START RECORDS SHOWN
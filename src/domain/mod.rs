// Domain layer: profile data, contact models and ports (interfaces).
// No transport or framework types beyond serde.

pub mod model;
pub mod ports;
pub mod profile;
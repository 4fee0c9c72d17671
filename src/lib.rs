pub mod adapters;
pub mod api;
pub mod config;
pub mod core;
pub mod domain;
pub mod utils;

#[cfg(feature = "cli")]
pub use config::CliConfig;

pub use config::{ProfileStore, TomlConfig};
pub use core::{
    playground::{Playground, PlaygroundReply, Transcript},
    relay::ContactRelay,
    responder::{IntentResponder, Reply, Topic},
};
pub use utils::error::{AppError, Result};
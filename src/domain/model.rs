use serde::de::{self, Deserializer};
use serde::{Deserialize, Serialize};
use serde_json::Value;

/// 聯絡表單的原始請求內容，欄位缺漏時為 None
#[derive(Debug, Clone, Default, Serialize, Deserialize)]
pub struct ContactSubmission {
    #[serde(default, deserialize_with = "falsy_as_missing")]
    pub name: Option<String>,
    #[serde(default, deserialize_with = "falsy_as_missing")]
    pub email: Option<String>,
    #[serde(default, deserialize_with = "falsy_as_missing")]
    pub subject: Option<String>,
    #[serde(default, deserialize_with = "falsy_as_missing")]
    pub message: Option<String>,
}

/// null、false、0 都當作沒填；其他非字串值仍是解析錯誤
fn falsy_as_missing<'de, D>(deserializer: D) -> std::result::Result<Option<String>, D::Error>
where
    D: Deserializer<'de>,
{
    match Option::<Value>::deserialize(deserializer)? {
        None | Some(Value::Null) | Some(Value::Bool(false)) => Ok(None),
        Some(Value::Number(n)) if n.as_f64() == Some(0.0) => Ok(None),
        Some(Value::String(s)) => Ok(Some(s)),
        Some(other) => Err(de::Error::custom(format!(
            "expected a string field, found {}",
            other
        ))),
    }
}

#[derive(Debug, Clone, PartialEq, Eq, Serialize)]
pub struct SanitizedContact {
    pub name: String,
    pub email: String,
    pub subject: String,
    pub message: String,
    pub timestamp: String,
}

#[derive(Debug, Clone, PartialEq, Eq, Serialize, Deserialize)]
pub struct Acknowledgement {
    pub name: String,
    pub email: String,
    pub timestamp: String,
}

/// Message handed to a notification sink.
#[derive(Debug, Clone, PartialEq, Eq, Serialize)]
pub struct NotificationMessage {
    pub to: String,
    pub from: String,
    pub reply_to: String,
    pub subject: String,
    pub text: String,
    pub html: String,
}

impl NotificationMessage {
    pub fn from_contact(contact: &SanitizedContact, to: &str, from: &str) -> Self {
        let text = format!(
            "New Contact Form Submission\n\nName: {}\nEmail: {}\nSubject: {}\nReceived: {}\n\nMessage:\n{}",
            contact.name, contact.email, contact.subject, contact.timestamp, contact.message
        );

        let html = format!(
            "<h2>New Contact Form Submission</h2>\
             <p><strong>Name:</strong> {}</p>\
             <p><strong>Email:</strong> {}</p>\
             <p><strong>Subject:</strong> {}</p>\
             <p><strong>Message:</strong></p>\
             <p>{}</p>",
            escape_html(&contact.name),
            escape_html(&contact.email),
            escape_html(&contact.subject),
            escape_html(&contact.message).replace('\n', "<br>")
        );

        Self {
            to: to.to_string(),
            from: from.to_string(),
            reply_to: contact.email.clone(),
            subject: format!("[Contact Form] {}", contact.subject),
            text,
            html,
        }
    }
}

fn escape_html(input: &str) -> String {
    let mut out = String::with_capacity(input.len());
    for c in input.chars() {
        match c {
            '&' => out.push_str("&amp;"),
            '<' => out.push_str("&lt;"),
            '>' => out.push_str("&gt;"),
            '"' => out.push_str("&quot;"),
            '\'' => out.push_str("&#39;"),
            _ => out.push(c),
        }
    }
    out
}
use crate::core::responder::{IntentResponder, Reply};
use crate::core::stages::{StageOutcome, StageSequence};
use std::fmt;
use std::future::Future;
use std::sync::atomic::{AtomicU64, Ordering};
use std::sync::Mutex;
use std::time::Duration;
use tokio_util::sync::CancellationToken;

#[derive(Debug, Clone, PartialEq, Eq)]
pub enum PlaygroundReply {
    /// Blank input, nothing was run.
    Ignored,
    Cleared,
    /// A newer query took over before this one finished.
    Cancelled,
    Answer(String),
}

/// Runs queries through the responder behind the processing stages.
/// Only one query is in flight at a time; a new one abandons the old.
pub struct Playground {
    responder: IntentResponder,
    stages: StageSequence,
    next_id: AtomicU64,
    in_flight: Mutex<Option<(u64, CancellationToken)>>,
}

impl Playground {
    pub fn new(responder: IntentResponder, stage_delay: Duration) -> Self {
        Self {
            responder,
            stages: StageSequence::new(stage_delay),
            next_id: AtomicU64::new(0),
            in_flight: Mutex::new(None),
        }
    }

    pub fn responder(&self) -> &IntentResponder {
        &self.responder
    }

    pub async fn ask<F>(&self, query: &str, on_stage: F) -> PlaygroundReply
    where
        F: FnMut(&str),
    {
        let clean_query = query.trim();
        if clean_query.is_empty() {
            return PlaygroundReply::Ignored;
        }

        let (id, token) = self.begin();
        // 分類本身是同步的，延遲只是視覺效果
        let reply = self.responder.respond(clean_query);

        let outcome = match reply {
            Reply::Reset => self.stages.hold(&token).await,
            Reply::Text(_) => self.stages.run(&token, on_stage).await,
        };
        self.finish(id);

        match (outcome, reply) {
            (StageOutcome::Cancelled, _) => {
                tracing::debug!("Query abandoned: {}", clean_query);
                PlaygroundReply::Cancelled
            }
            (StageOutcome::Completed, Reply::Reset) => PlaygroundReply::Cleared,
            (StageOutcome::Completed, Reply::Text(text)) => PlaygroundReply::Answer(text),
        }
    }

    /// Like [`Playground::ask`], but abandons the query once `interrupt`
    /// resolves (the REPL passes Ctrl-C here).
    pub async fn ask_until<F, I>(&self, query: &str, on_stage: F, interrupt: I) -> PlaygroundReply
    where
        F: FnMut(&str),
        I: Future,
    {
        let ask = self.ask(query, on_stage);
        tokio::pin!(ask);

        tokio::select! {
            // 先輪詢 ask，確保取消權杖已登記
            biased;
            reply = &mut ask => reply,
            _ = interrupt => {
                self.cancel();
                ask.await
            }
        }
    }

    /// Abandons the in-flight query, if any.
    pub fn cancel(&self) {
        let mut slot = self.in_flight.lock().unwrap_or_else(|e| e.into_inner());
        if let Some((_, token)) = slot.take() {
            token.cancel();
        }
    }

    fn begin(&self) -> (u64, CancellationToken) {
        let id = self.next_id.fetch_add(1, Ordering::Relaxed);
        let token = CancellationToken::new();

        let mut slot = self.in_flight.lock().unwrap_or_else(|e| e.into_inner());
        if let Some((_, previous)) = slot.replace((id, token.clone())) {
            previous.cancel();
        }
        (id, token)
    }

    fn finish(&self, id: u64) {
        let mut slot = self.in_flight.lock().unwrap_or_else(|e| e.into_inner());
        if matches!(slot.as_ref(), Some((current, _)) if *current == id) {
            *slot = None;
        }
    }
}

#[derive(Debug, Clone, Copy, PartialEq, Eq)]
pub enum EntryKind {
    System,
    User,
    Bot,
}

impl EntryKind {
    pub fn prefix(&self) -> &'static str {
        match self {
            EntryKind::System => "[*]",
            EntryKind::User => "λ",
            EntryKind::Bot => ">>",
        }
    }
}

#[derive(Debug, Clone, PartialEq, Eq)]
pub struct TranscriptEntry {
    pub kind: EntryKind,
    pub text: String,
}

impl fmt::Display for TranscriptEntry {
    fn fmt(&self, f: &mut fmt::Formatter<'_>) -> fmt::Result {
        write!(f, "{} {}", self.kind.prefix(), self.text)
    }
}

/// Terminal history for one playground session.
#[derive(Debug, Clone, Default)]
pub struct Transcript {
    entries: Vec<TranscriptEntry>,
}

impl Transcript {
    pub fn new() -> Self {
        Self::default()
    }

    pub fn entries(&self) -> &[TranscriptEntry] {
        &self.entries
    }

    pub fn push(&mut self, kind: EntryKind, text: impl Into<String>) -> &TranscriptEntry {
        self.entries.push(TranscriptEntry {
            kind,
            text: text.into(),
        });
        &self.entries[self.entries.len() - 1]
    }

    pub fn clear(&mut self) {
        self.entries.clear();
        self.push(EntryKind::System, "Terminal cleared.");
        self.push(EntryKind::Bot, "Ready for new queries!");
    }

    /// Records a finished reply. Returns false when nothing was recorded.
    pub fn record(&mut self, reply: &PlaygroundReply) -> bool {
        match reply {
            PlaygroundReply::Answer(text) => {
                self.push(EntryKind::Bot, text.clone());
                true
            }
            PlaygroundReply::Cleared => {
                self.clear();
                true
            }
            PlaygroundReply::Ignored | PlaygroundReply::Cancelled => false,
        }
    }
}
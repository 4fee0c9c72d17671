use crate::utils::error::{AppError, Result};
use regex::Regex;
use std::net::SocketAddr;
use std::sync::LazyLock;
use url::Url;

pub trait Validate {
    fn validate(&self) -> Result<()>;
}

// local@domain.tld，不允許空白或多個 @
static EMAIL_PATTERN: LazyLock<Regex> =
    LazyLock::new(|| Regex::new(r"^[^\s@]+@[^\s@]+\.[^\s@]+$").expect("Invalid regex: email"));

pub fn is_valid_email(email: &str) -> bool {
    EMAIL_PATTERN.is_match(email)
}

pub fn validate_email(field_name: &str, email: &str) -> Result<()> {
    if !is_valid_email(email) {
        return Err(AppError::InvalidConfigValueError {
            field: field_name.to_string(),
            value: email.to_string(),
            reason: "Expected an address shaped like local@domain.tld".to_string(),
        });
    }
    Ok(())
}

pub fn validate_url(field_name: &str, url_str: &str) -> Result<()> {
    if url_str.is_empty() {
        return Err(AppError::InvalidConfigValueError {
            field: field_name.to_string(),
            value: url_str.to_string(),
            reason: "URL cannot be empty".to_string(),
        });
    }

    match Url::parse(url_str) {
        Ok(url) => match url.scheme() {
            "http" | "https" => Ok(()),
            scheme => Err(AppError::InvalidConfigValueError {
                field: field_name.to_string(),
                value: url_str.to_string(),
                reason: format!("Unsupported URL scheme: {}", scheme),
            }),
        },
        Err(e) => Err(AppError::InvalidConfigValueError {
            field: field_name.to_string(),
            value: url_str.to_string(),
            reason: format!("Invalid URL format: {}", e),
        }),
    }
}

pub fn validate_socket_addr(field_name: &str, addr: &str) -> Result<SocketAddr> {
    addr.parse::<SocketAddr>()
        .map_err(|e| AppError::InvalidConfigValueError {
            field: field_name.to_string(),
            value: addr.to_string(),
            reason: format!("Invalid socket address: {}", e),
        })
}

pub fn validate_path(field_name: &str, path: &str) -> Result<()> {
    if path.is_empty() {
        return Err(AppError::InvalidConfigValueError {
            field: field_name.to_string(),
            value: path.to_string(),
            reason: "Path cannot be empty".to_string(),
        });
    }

    if path.contains('\0') {
        return Err(AppError::InvalidConfigValueError {
            field: field_name.to_string(),
            value: path.to_string(),
            reason: "Path contains null bytes".to_string(),
        });
    }

    Ok(())
}

pub fn validate_required_field<'a, T>(field_name: &str, value: &'a Option<T>) -> Result<&'a T> {
    value.as_ref().ok_or_else(|| AppError::MissingConfigError {
        field: field_name.to_string(),
    })
}

pub fn validate_non_empty_string(field_name: &str, value: &str) -> Result<()> {
    if value.trim().is_empty() {
        return Err(AppError::InvalidConfigValueError {
            field: field_name.to_string(),
            value: value.to_string(),
            reason: "Value cannot be empty or whitespace-only".to_string(),
        });
    }
    Ok(())
}

pub fn validate_range<T: PartialOrd + std::fmt::Display + Copy>(
    field_name: &str,
    value: T,
    min: T,
    max: T,
) -> Result<()> {
    if value < min || value > max {
        return Err(AppError::InvalidConfigValueError {
            field: field_name.to_string(),
            value: value.to_string(),
            reason: format!("Value must be between {} and {}", min, max),
        });
    }
    Ok(())
}
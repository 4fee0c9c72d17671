use tracing_subscriber::{layer::SubscriberExt, util::SubscriberInitExt, EnvFilter};

/// RUST_LOG 優先，否則依 verbose 決定預設等級
fn default_directives(verbose: bool) -> &'static str {
    if verbose {
        "digital_me=debug,info"
    } else {
        "digital_me=info"
    }
}

fn env_filter(verbose: bool) -> EnvFilter {
    EnvFilter::try_from_default_env().unwrap_or_else(|_| EnvFilter::new(default_directives(verbose)))
}

/// Compact human-readable output for the terminal.
pub fn init_cli_logger(verbose: bool) {
    tracing_subscriber::registry()
        .with(env_filter(verbose))
        .with(
            tracing_subscriber::fmt::layer()
                .with_target(false)
                .with_file(false)
                .with_line_number(false)
                .compact(),
        )
        .init();
}

/// One JSON object per event, for deployments that ship logs to a collector.
pub fn init_json_logger(verbose: bool) {
    tracing_subscriber::registry()
        .with(env_filter(verbose))
        .with(
            tracing_subscriber::fmt::layer()
                .json()
                .with_current_span(false)
                .flatten_event(true),
        )
        .init();
}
END RECORDS SHOWN
◆ **PROBLEM REQUIREMENTS**: Filter the entries above down to the lines that hold the word "strong", and copy those lines.

◆ **SOLUTION**:
             <p><strong>Name:</strong> {}</p>\
             <p><strong>Email:</strong> {}</p>\
             <p><strong>Subject:</strong> {}</p>\
             <p><strong>Message:</strong></p>\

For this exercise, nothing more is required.